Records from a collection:
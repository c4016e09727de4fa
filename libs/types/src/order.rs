//! Order lifecycle types
//!
//! An order is created by placement, accumulates fills monotonically, and
//! terminates by filling completely or being cancelled. Orders never leave
//! the active index except through one of those two transitions.

use crate::ids::{MarketId, OrderId, TraderId};
use crate::numeric::{Price, Quantity};
use crate::outcome::Outcome;
use serde::{Deserialize, Serialize};

/// Order side (buyer or seller)
#[derive(Debug, Clone, Copy, PartialEq, Eq, Hash, Serialize, Deserialize)]
#[serde(rename_all = "UPPERCASE")]
pub enum Side {
    /// Buy order: locks `price × quantity` collateral at placement
    Bid,
    /// Sell order: reserves `quantity` shares of the outcome at placement
    Ask,
}

impl Side {
    /// Get the opposite side
    pub fn opposite(&self) -> Self {
        match self {
            Side::Bid => Side::Ask,
            Side::Ask => Side::Bid,
        }
    }
}

/// Order status
#[derive(Debug, Clone, Copy, PartialEq, Eq, Hash, Serialize, Deserialize)]
#[serde(rename_all = "SCREAMING_SNAKE_CASE")]
pub enum OrderStatus {
    /// Resting with no fills
    Open,
    /// Resting with some quantity consumed
    PartiallyFilled,
    /// Completely matched (terminal)
    Filled,
    /// Cancelled by owner (terminal)
    Cancelled,
}

impl OrderStatus {
    /// Check if status is terminal (no further transitions possible)
    pub fn is_terminal(&self) -> bool {
        matches!(self, OrderStatus::Filled | OrderStatus::Cancelled)
    }
}

/// A limit order resting in (or passing through) the book.
#[derive(Debug, Clone, PartialEq, Serialize, Deserialize)]
pub struct Order {
    pub order_id: OrderId,
    pub trader: TraderId,
    pub market_id: MarketId,
    pub outcome: Outcome,
    pub price: Price,
    pub quantity: Quantity,
    pub filled_quantity: u64,
    pub side: Side,
    /// Logical placement stamp issued by the book
    pub created_at: u64,
    /// Remaining collateral held in the vault for this order.
    /// Always `price × (quantity − filled_quantity)` for bids, 0 for asks.
    pub locked_collateral: u64,
    pub status: OrderStatus,
}

impl Order {
    /// Create a new open order.
    #[allow(clippy::too_many_arguments)]
    pub fn new(
        order_id: OrderId,
        trader: TraderId,
        market_id: MarketId,
        outcome: Outcome,
        price: Price,
        quantity: Quantity,
        side: Side,
        created_at: u64,
        locked_collateral: u64,
    ) -> Self {
        Self {
            order_id,
            trader,
            market_id,
            outcome,
            price,
            quantity,
            filled_quantity: 0,
            side,
            created_at,
            locked_collateral,
            status: OrderStatus::Open,
        }
    }

    /// Unfilled quantity.
    pub fn remaining(&self) -> u64 {
        self.quantity.get() - self.filled_quantity
    }

    /// Check if order is completely filled.
    pub fn is_filled(&self) -> bool {
        self.filled_quantity == self.quantity.get()
    }

    /// Advance the fill counter and adjust status.
    ///
    /// # Panics
    /// Panics if the fill would exceed total quantity — that is an engine
    /// defect, not a runtime condition.
    pub fn add_fill(&mut self, fill_quantity: u64) {
        assert!(
            fill_quantity <= self.remaining(),
            "fill would exceed order quantity"
        );
        self.filled_quantity += fill_quantity;
        self.status = if self.is_filled() {
            OrderStatus::Filled
        } else {
            OrderStatus::PartiallyFilled
        };
    }

    /// Consume part of a bid's lock as a fill settles.
    ///
    /// # Panics
    /// Panics on asks or when consuming more than is locked.
    pub fn consume_lock(&mut self, amount: u64) {
        assert!(self.side == Side::Bid, "only bids hold locked collateral");
        assert!(amount <= self.locked_collateral, "lock underflow");
        self.locked_collateral -= amount;
    }

    /// Release the whole remaining lock (cancellation path).
    pub fn release_lock(&mut self) -> u64 {
        std::mem::take(&mut self.locked_collateral)
    }
}

#[cfg(test)]
mod tests {
    use super::*;

    fn sample_order(side: Side, price: u64, qty: u64) -> Order {
        let price = Price::try_new(price).unwrap();
        let quantity = Quantity::try_new(qty).unwrap();
        let locked = match side {
            Side::Bid => price.cost(quantity).unwrap(),
            Side::Ask => 0,
        };
        Order::new(
            OrderId::from_sequence(1),
            TraderId::new(),
            MarketId::new(),
            Outcome::OptionA,
            price,
            quantity,
            side,
            0,
            locked,
        )
    }

    #[test]
    fn test_side_opposite() {
        assert_eq!(Side::Bid.opposite(), Side::Ask);
        assert_eq!(Side::Ask.opposite(), Side::Bid);
    }

    #[test]
    fn test_new_bid_locks_cost() {
        let order = sample_order(Side::Bid, 40, 10);
        assert_eq!(order.locked_collateral, 400);
        assert_eq!(order.status, OrderStatus::Open);
        assert_eq!(order.remaining(), 10);
    }

    #[test]
    fn test_new_ask_locks_nothing() {
        let order = sample_order(Side::Ask, 40, 10);
        assert_eq!(order.locked_collateral, 0);
    }

    #[test]
    fn test_fill_progression() {
        let mut order = sample_order(Side::Bid, 40, 10);

        order.add_fill(4);
        assert_eq!(order.status, OrderStatus::PartiallyFilled);
        assert_eq!(order.remaining(), 6);

        order.add_fill(6);
        assert_eq!(order.status, OrderStatus::Filled);
        assert!(order.is_filled());
        assert!(order.status.is_terminal());
    }

    #[test]
    #[should_panic(expected = "fill would exceed order quantity")]
    fn test_overfill_panics() {
        let mut order = sample_order(Side::Bid, 40, 10);
        order.add_fill(11);
    }

    #[test]
    fn test_consume_and_release_lock() {
        let mut order = sample_order(Side::Bid, 30, 10);
        order.add_fill(4);
        order.consume_lock(120);
        assert_eq!(order.locked_collateral, 180);
        assert_eq!(order.release_lock(), 180);
        assert_eq!(order.locked_collateral, 0);
    }

    #[test]
    #[should_panic(expected = "only bids hold locked collateral")]
    fn test_ask_consume_lock_panics() {
        let mut order = sample_order(Side::Ask, 30, 10);
        order.add_fill(1);
        order.consume_lock(30);
    }

    #[test]
    fn test_order_serialization() {
        let order = sample_order(Side::Bid, 55, 3);
        let json = serde_json::to_string(&order).unwrap();
        let back: Order = serde_json::from_str(&json).unwrap();
        assert_eq!(order, back);
    }
}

» **Problem details**:
Each line from the one with "let back: Order" through the last line of the records above must be retyped exactly, and no other line may be given.

» **Response box**:
        let back: Order = serde_json::from_str(&json).unwrap();
        assert_eq!(order, back);
    }
}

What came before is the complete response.